- **WHAT IS EXPECTED**
All the data should be transcribed exactly, with every line kept.

- **LISTED RECORDS**

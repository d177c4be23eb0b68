mod common;

use flowstore::{GroupStorage, StoreError};
use serde_json::json;

async fn test_groups() -> GroupStorage {
    GroupStorage::new(common::test_pool().await)
}

async fn user_count(pool: &sqlx::SqlitePool) -> i64 {
    let (n,): (i64,) = sqlx::query_as("SELECT COUNT(*) FROM users")
        .fetch_one(pool)
        .await
        .unwrap();
    n
}

#[tokio::test]
async fn create_and_fetch_group_with_ordered_members() {
    let pool = common::test_pool().await;
    let groups = GroupStorage::new(pool.clone());

    let id = groups
        .create_group(&json!({
            "name": "Finance",
            "color": "#00aa88",
            "team_id": "team-1",
            "accept_any": 1,
            "members": [
                {"name": "Zoe", "email": "zoe@example.com"},
                {"name": "Adam", "email": " adam@example.com "},
            ],
        }))
        .await
        .unwrap();

    let group = groups.get_group(&id).await.unwrap().expect("group exists");
    assert_eq!(group.name, "Finance");
    assert_eq!(group.color, "#00aa88");
    assert_eq!(group.team_id.as_deref(), Some("team-1"));
    assert!(group.accept_any);
    let emails: Vec<_> = group.members.iter().map(|m| m.email.as_str()).collect();
    assert_eq!(emails, vec!["zoe@example.com", "adam@example.com"]);
    assert_eq!(user_count(&pool).await, 2);
}

#[tokio::test]
async fn users_are_shared_between_groups_by_email() {
    let pool = common::test_pool().await;
    let groups = GroupStorage::new(pool.clone());
    let member = json!({"name": "Kim", "email": "kim@example.com"});

    groups
        .create_group(&json!({"name": "Ops", "members": [member.clone()]}))
        .await
        .unwrap();
    groups
        .create_group(&json!({"name": "Sales", "members": [member]}))
        .await
        .unwrap();

    assert_eq!(user_count(&pool).await, 1);
    let listed = groups.list_groups().await.unwrap();
    assert_eq!(listed.len(), 2);
    assert!(listed.iter().all(|g| g.members.len() == 1));
}

#[tokio::test]
async fn update_replaces_memberships() {
    let groups = test_groups().await;
    let id = groups
        .create_group(&json!({
            "name": "Legal",
            "members": [{"name": "A", "email": "a@example.com"}, {"name": "B", "email": "b@example.com"}],
        }))
        .await
        .unwrap();

    groups
        .update_group(
            &id,
            &json!({"name": "Legal team", "members": [{"name": "C", "email": "c@example.com"}]}),
        )
        .await
        .unwrap();

    let group = groups.get_group(&id).await.unwrap().unwrap();
    assert_eq!(group.name, "Legal team");
    assert_eq!(group.color, "");
    assert!(!group.accept_any);
    assert_eq!(group.members.len(), 1);
    assert_eq!(group.members[0].email, "c@example.com");
}

#[tokio::test]
async fn update_of_unknown_group_is_not_found() {
    let groups = test_groups().await;
    let err = groups
        .update_group("missing", &json!({"name": "Nobody"}))
        .await
        .unwrap_err();
    assert!(matches!(err, StoreError::NotFound(_)));
}

#[tokio::test]
async fn invalid_member_rejects_create() {
    let groups = test_groups().await;
    let err = groups
        .create_group(&json!({"name": "Broken", "members": [{"name": "No mail"}]}))
        .await
        .unwrap_err();
    assert!(matches!(err, StoreError::Validation(_)));
    assert!(groups.list_groups().await.unwrap().is_empty());
}

#[tokio::test]
async fn delete_group_keeps_users() {
    let pool = common::test_pool().await;
    let groups = GroupStorage::new(pool.clone());
    let id = groups
        .create_group(&json!({"name": "Temp", "members": [{"email": "t@example.com"}]}))
        .await
        .unwrap();

    assert!(groups.delete_group(&id).await.unwrap());
    assert!(groups.get_group(&id).await.unwrap().is_none());
    assert!(!groups.delete_group(&id).await.unwrap());

    let (links,): (i64,) = sqlx::query_as("SELECT COUNT(*) FROM group_members")
        .fetch_one(&pool)
        .await
        .unwrap();
    assert_eq!(links, 0);
    assert_eq!(user_count(&pool).await, 1);
}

- **ANSWER BOX**
repository d177c4be23eb0b68
mod common;

use flowstore::{GroupStorage, StoreError};
use serde_json::json;

async fn test_groups() -> GroupStorage {
    GroupStorage::new(common::test_pool().await)
}

async fn user_count(pool: &sqlx::SqlitePool) -> i64 {
    let (n,): (i64,) = sqlx::query_as("SELECT COUNT(*) FROM users")
        .fetch_one(pool)
        .await
        .unwrap();
    n
}

#[tokio::test]
async fn create_and_fetch_group_with_ordered_members() {
    let pool = common::test_pool().await;
    let groups = GroupStorage::new(pool.clone());

    let id = groups
        .create_group(&json!({
            "name": "Finance",
            "color": "#00aa88",
            "team_id": "team-1",
            "accept_any": 1,
            "members": [
                {"name": "Zoe", "email": "zoe@example.com"},
                {"name": "Adam", "email": " adam@example.com "},
            ],
        }))
        .await
        .unwrap();

    let group = groups.get_group(&id).await.unwrap().expect("group exists");
    assert_eq!(group.name, "Finance");
    assert_eq!(group.color, "#00aa88");
    assert_eq!(group.team_id.as_deref(), Some("team-1"));
    assert!(group.accept_any);
    let emails: Vec<_> = group.members.iter().map(|m| m.email.as_str()).collect();
    assert_eq!(emails, vec!["zoe@example.com", "adam@example.com"]);
    assert_eq!(user_count(&pool).await, 2);
}

#[tokio::test]
async fn users_are_shared_between_groups_by_email() {
    let pool = common::test_pool().await;
    let groups = GroupStorage::new(pool.clone());
    let member = json!({"name": "Kim", "email": "kim@example.com"});

    groups
        .create_group(&json!({"name": "Ops", "members": [member.clone()]}))
        .await
        .unwrap();
    groups
        .create_group(&json!({"name": "Sales", "members": [member]}))
        .await
        .unwrap();

    assert_eq!(user_count(&pool).await, 1);
    let listed = groups.list_groups().await.unwrap();
    assert_eq!(listed.len(), 2);
    assert!(listed.iter().all(|g| g.members.len() == 1));
}

#[tokio::test]
async fn update_replaces_memberships() {
    let groups = test_groups().await;
    let id = groups
        .create_group(&json!({
            "name": "Legal",
            "members": [{"name": "A", "email": "a@example.com"}, {"name": "B", "email": "b@example.com"}],
        }))
        .await
        .unwrap();

    groups
        .update_group(
            &id,
            &json!({"name": "Legal team", "members": [{"name": "C", "email": "c@example.com"}]}),
        )
        .await
        .unwrap();

    let group = groups.get_group(&id).await.unwrap().unwrap();
    assert_eq!(group.name, "Legal team");
    assert_eq!(group.color, "");
    assert!(!group.accept_any);
    assert_eq!(group.members.len(), 1);
    assert_eq!(group.members[0].email, "c@example.com");
}

#[tokio::test]
async fn update_of_unknown_group_is_not_found() {
    let groups = test_groups().await;
    let err = groups
        .update_group("missing", &json!({"name": "Nobody"}))
        .await
        .unwrap_err();
    assert!(matches!(err, StoreError::NotFound(_)));
}

#[tokio::test]
async fn invalid_member_rejects_create() {
    let groups = test_groups().await;
    let err = groups
        .create_group(&json!({"name": "Broken", "members": [{"name": "No mail"}]}))
        .await
        .unwrap_err();
    assert!(matches!(err, StoreError::Validation(_)));
    assert!(groups.list_groups().await.unwrap().is_empty());
}

#[tokio::test]
async fn delete_group_keeps_users() {
    let pool = common::test_pool().await;
    let groups = GroupStorage::new(pool.clone());
    let id = groups
        .create_group(&json!({"name": "Temp", "members": [{"email": "t@example.com"}]}))
        .await
        .unwrap();

    assert!(groups.delete_group(&id).await.unwrap());
    assert!(groups.get_group(&id).await.unwrap().is_none());
    assert!(!groups.delete_group(&id).await.unwrap());

    let (links,): (i64,) = sqlx::query_as("SELECT COUNT(*) FROM group_members")
        .fetch_one(&pool)
        .await
        .unwrap();
    assert_eq!(links, 0);
    assert_eq!(user_count(&pool).await, 1);
}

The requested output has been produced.